In the late 20th century, the treatment of malaria was stalled by growing resistance of the parasite to older, cheaper and widely used drugs, led by chloroquine. The few alternative medicines available had side-effects and were costly.

Then in 2002 Novartis, the Swiss pharmaceutical group, launched Coartem, which combined the existing drug lumefantrine with artemether, a derivative of the Chinese plant extract artemisinin that had been proved effective in treating the disease.

The company positioned Coartem as part of its corporate social responsibility programme rather than a for-profit venture and sells the medicine at close to break-even. But the high cost of artemisinin means that even with its latest reduction, on the first World Malaria Day last week, the price to governments for a three-day adult course is $1, more than 10 times the cost of alternative drugs.

A sharp rise in grants from the Global Fund in the past three years has allowed many governments to buy Coartem and make it available through their public health systems for free. Mr Kazatchkine estimates that Coartem (with 160m treatments sold to date) and similar artemisinin-based combination therapies now account for 60 per cent of public sector-dispensed treatments in the countries that need them.

But because many African countries' public health systems are weak, an estimated two-thirds of malaria medicines are instead bought privately, most without prescriptions.

After distributors and retailers have taken their cut, Coartem sells in Africa for as much as $12 a packet, compared with just 5-10 cents for chloroquine. That drives most patients to opt for chloroquine, even though its efficacy continues to decline as the parasite's resistance to the drug increases.

"The crisis is both economic and biomedical," concluded a 2004 committee convened by the US Institute of Medicine, which proposed the new approach. It called for an annual $300m-$500m subsidy to manufacturers in order to bring down retail prices of artemisinin-based combination therapies to 5-10 cents. That figure is still the advocates' target.

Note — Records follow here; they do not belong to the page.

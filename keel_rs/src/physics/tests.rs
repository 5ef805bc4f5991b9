#![cfg(test)]

use std::time::Duration;

use keel_ecs::{EcsConfig, Entity, World};
use ultraviolet::Vec3;

use super::*;

fn world() -> World {
    let mut world = World::new(EcsConfig::default().with_max_entities(8));
    world.register_component::<Transform>().unwrap();
    world.register_component::<RigidBody>().unwrap();
    world.register_component::<Gravity>().unwrap();
    world
}

fn spawn(world: &mut World, position: Vec3, body: RigidBody) -> Entity {
    let entity = world.create_entity().unwrap();
    let transform = Transform {
        position,
        rotation: Vec3::zero(),
        scale: Vec3::one(),
    };
    world.add_component(entity, transform).unwrap();
    world.add_component(entity, body).unwrap();
    world.add_component(entity, Gravity::earth()).unwrap();
    entity
}

#[test]
fn test_single_step() {
    let mut world = world();
    let system = world
        .register_system_for::<<PhysicsSystem as System>::Components>()
        .unwrap();
    let body = RigidBody {
        velocity: Vec3::new(1.0, 0.0, 0.0),
        acceleration: Vec3::new(0.0, 0.0, 2.0),
    };
    let entity = spawn(&mut world, Vec3::zero(), body);

    world
        .run_system(system, &mut PhysicsSystem, Duration::from_millis(500))
        .unwrap();

    let body = world.get_component::<RigidBody>(entity).unwrap();
    assert_eq!(body.velocity, Vec3::new(1.0, -4.9, 1.0));
    let transform = world.get_component::<Transform>(entity).unwrap();
    assert_eq!(transform.position, Vec3::new(0.5, -2.45, 0.5));
}

#[test]
fn test_skips_incomplete_entities() {
    let mut world = world();
    let system = world
        .register_system_for::<<PhysicsSystem as System>::Components>()
        .unwrap();
    let moving = spawn(&mut world, Vec3::zero(), RigidBody::default());
    let still = spawn(&mut world, Vec3::zero(), RigidBody::default());
    world.remove_component::<Gravity>(still).unwrap();

    world
        .run_system(system, &mut PhysicsSystem, Duration::from_secs(1))
        .unwrap();

    let position = world.get_component::<Transform>(moving).unwrap().position;
    assert!(position.y < 0.0);
    let position = world.get_component::<Transform>(still).unwrap().position;
    assert_eq!(position, Vec3::zero());
}

#[test]
fn test_zero_delta_time() {
    let mut world = world();
    let system = world
        .register_system_for::<<PhysicsSystem as System>::Components>()
        .unwrap();
    let entity = spawn(&mut world, Vec3::new(1.0, 2.0, 3.0), RigidBody::default());

    world
        .run_system(system, &mut PhysicsSystem, Duration::ZERO)
        .unwrap();

    let transform = world.get_component::<Transform>(entity).unwrap();
    assert_eq!(transform.position, Vec3::new(1.0, 2.0, 3.0));
}
//! Utilities for managing component storages.

use crate::{Entity, Error, Result, MAX_COMPONENT_KINDS};

use super::{Component, ComponentArray, ComponentKind, ComponentStorage};

type Slot = Option<Box<dyn ComponentArray>>;

/// Manager of all component storages of ECS.
///
/// Holds a fixed-size table indexed by [component kind](ComponentKind).
///
pub struct ComponentManager {
    arrays: [Slot; MAX_COMPONENT_KINDS],
}

impl ComponentManager {
    /// Creates new component manager without any registered storage.
    pub fn new() -> Self {
        Self {
            arrays: std::array::from_fn(|_| None),
        }
    }

    /// Installs storage for given component kind.
    ///
    /// If a storage was already registered for this kind, it will be replaced.
    /// Returns previously registered storage, if any.
    ///
    /// # Errors
    ///
    /// An error is returned if kind is out of range.
    ///
    pub fn register(
        &mut self,
        kind: ComponentKind,
        array: Box<dyn ComponentArray>,
    ) -> Result<Option<Box<dyn ComponentArray>>> {
        let slot = self.slot_mut(kind)?;
        let name = array.component_name();
        let previous = slot.replace(array);
        match &previous {
            Some(previous) => log::warn!(
                "storage of kind {} ({}) was replaced by {}",
                kind,
                previous.component_name(),
                name,
            ),
            None => log::debug!("registered storage of kind {} ({})", kind, name),
        }
        Ok(previous)
    }

    /// Returns `true` if any storage is registered for given kind.
    pub fn is_registered(&self, kind: ComponentKind) -> bool {
        matches!(self.slot(kind), Ok(Some(_)))
    }

    /// Notifies all registered storages that the entity was destroyed.
    pub fn entity_destroyed(&mut self, entity: Entity) {
        for array in self.arrays.iter_mut().flatten() {
            array.entity_destroyed(entity);
        }
    }

    /// Retrieves storage for components of type `T`.
    pub fn storage<T>(&self) -> Result<&ComponentStorage<T>>
    where
        T: Component,
    {
        let array = self
            .slot(T::KIND)?
            .as_deref()
            .ok_or(Error::NotRegistered(T::KIND))?;
        array
            .as_any()
            .downcast_ref()
            .ok_or(Error::TypeMismatch(T::KIND))
    }

    /// Retrieves mutable storage for components of type `T`.
    pub fn storage_mut<T>(&mut self) -> Result<&mut ComponentStorage<T>>
    where
        T: Component,
    {
        let array = self
            .slot_mut(T::KIND)?
            .as_deref_mut()
            .ok_or(Error::NotRegistered(T::KIND))?;
        array
            .as_any_mut()
            .downcast_mut()
            .ok_or(Error::TypeMismatch(T::KIND))
    }

    /// Retrieves an immutable reference to component of type `T` attached to the entity.
    pub fn get<T>(&self, entity: Entity) -> Result<&T>
    where
        T: Component,
    {
        self.storage::<T>()?.get(entity)
    }

    /// Retrieves a mutable reference to component of type `T` attached to the entity.
    pub fn get_mut<T>(&mut self, entity: Entity) -> Result<&mut T>
    where
        T: Component,
    {
        self.storage_mut::<T>()?.get_mut(entity)
    }

    fn slot(&self, kind: ComponentKind) -> Result<&Slot> {
        self.arrays
            .get(usize::from(kind))
            .ok_or(Error::KindOutOfRange(kind))
    }

    fn slot_mut(&mut self, kind: ComponentKind) -> Result<&mut Slot> {
        self.arrays
            .get_mut(usize::from(kind))
            .ok_or(Error::KindOutOfRange(kind))
    }
}

impl Default for ComponentManager {
    fn default() -> Self {
        Self::new()
    }
}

Not everyone is convinced the money will be well spent, however. The mere fact of working outside the public health sector - let alone handing donor funds to private companies - grates with many development workers. Encouraging sales without providing proper medical advice also risks promoting drug resistance.

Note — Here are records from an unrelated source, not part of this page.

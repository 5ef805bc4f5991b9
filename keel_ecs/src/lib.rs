//! Entity Component System (ECS) utilities for game engine.
//!
//! Entities are plain identifiers, components are kept in dense storages,
//! and each system tracks exactly those entities whose signature
//! contains all the components it requires.

pub use component::{Component, ComponentArray, ComponentKind, ComponentStorage, ComponentView};
pub use config::{EcsConfig, ENGINE_NAME, ENGINE_VERSION};
pub use entity::{Entity, EntityManager};
pub use error::{Error, Result};
pub use system::{
    ComponentSet, DeltaTime, Signature, System, SystemEntities, SystemId, SystemManager,
    MAX_COMPONENT_KINDS,
};
pub use world::World;

use component::ComponentManager;

pub mod config;
pub mod error;

mod component;
mod entity;
mod system;
mod world;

But a growing number of donors take a more pragmatic view. "We're committed to the idea that medicines should be available for free throughout Africa in the public sector," says Anil Soni from the Clinton Foundation. "But the reality is that it's not going to happen overnight - and we'll never bring down the use of chloroquine in the short term without dealing with the private sector."

Another worry is whether the subsidy, instead of benefiting the most needy, will end up in intermediaries' pockets - or will simply lower prices to richer urban patients. Hans Rietveld, director of global marketing and access for Coartem at Novartis, says: "The reality we have heard from many people in Africa is that it will waste donor resources and not achieve its aim."

Other concerns are that a subsidy for artemisinin could boost the market for harmful counterfeit drugs and reduce the commercial incentive for the development of a new generation of even better anti-malarial medicines.

Most fundamentally, sceptics question whether the facility is the best use of limited resources. Admiral Tim Ziener, head of the President's Malaria Initiative - a Bush administration programme that is buying Coartem for free distribution alongside the distribution of bed nets and insecticide spraying, says: "We fully support the goals. It's the economics that trouble us. The question is not whether the objective is sound but if we are past the proof of concept. I'd rather use my time and money elsewhere."

Initial results from Mr Soni's pilot programme, which has been running in some districts of Tanzania over the past few months, suggest that the subsidy has kept the retail price of privately sold artemisinin-based therapies in line with cheaper alternatives - including in remote areas with less competition - and significantly increased their use.

He has yet to convince government donors to make substantial financial commitments. But in the complex fight against malaria, efforts to experiment with innovative approaches are needed more than ever.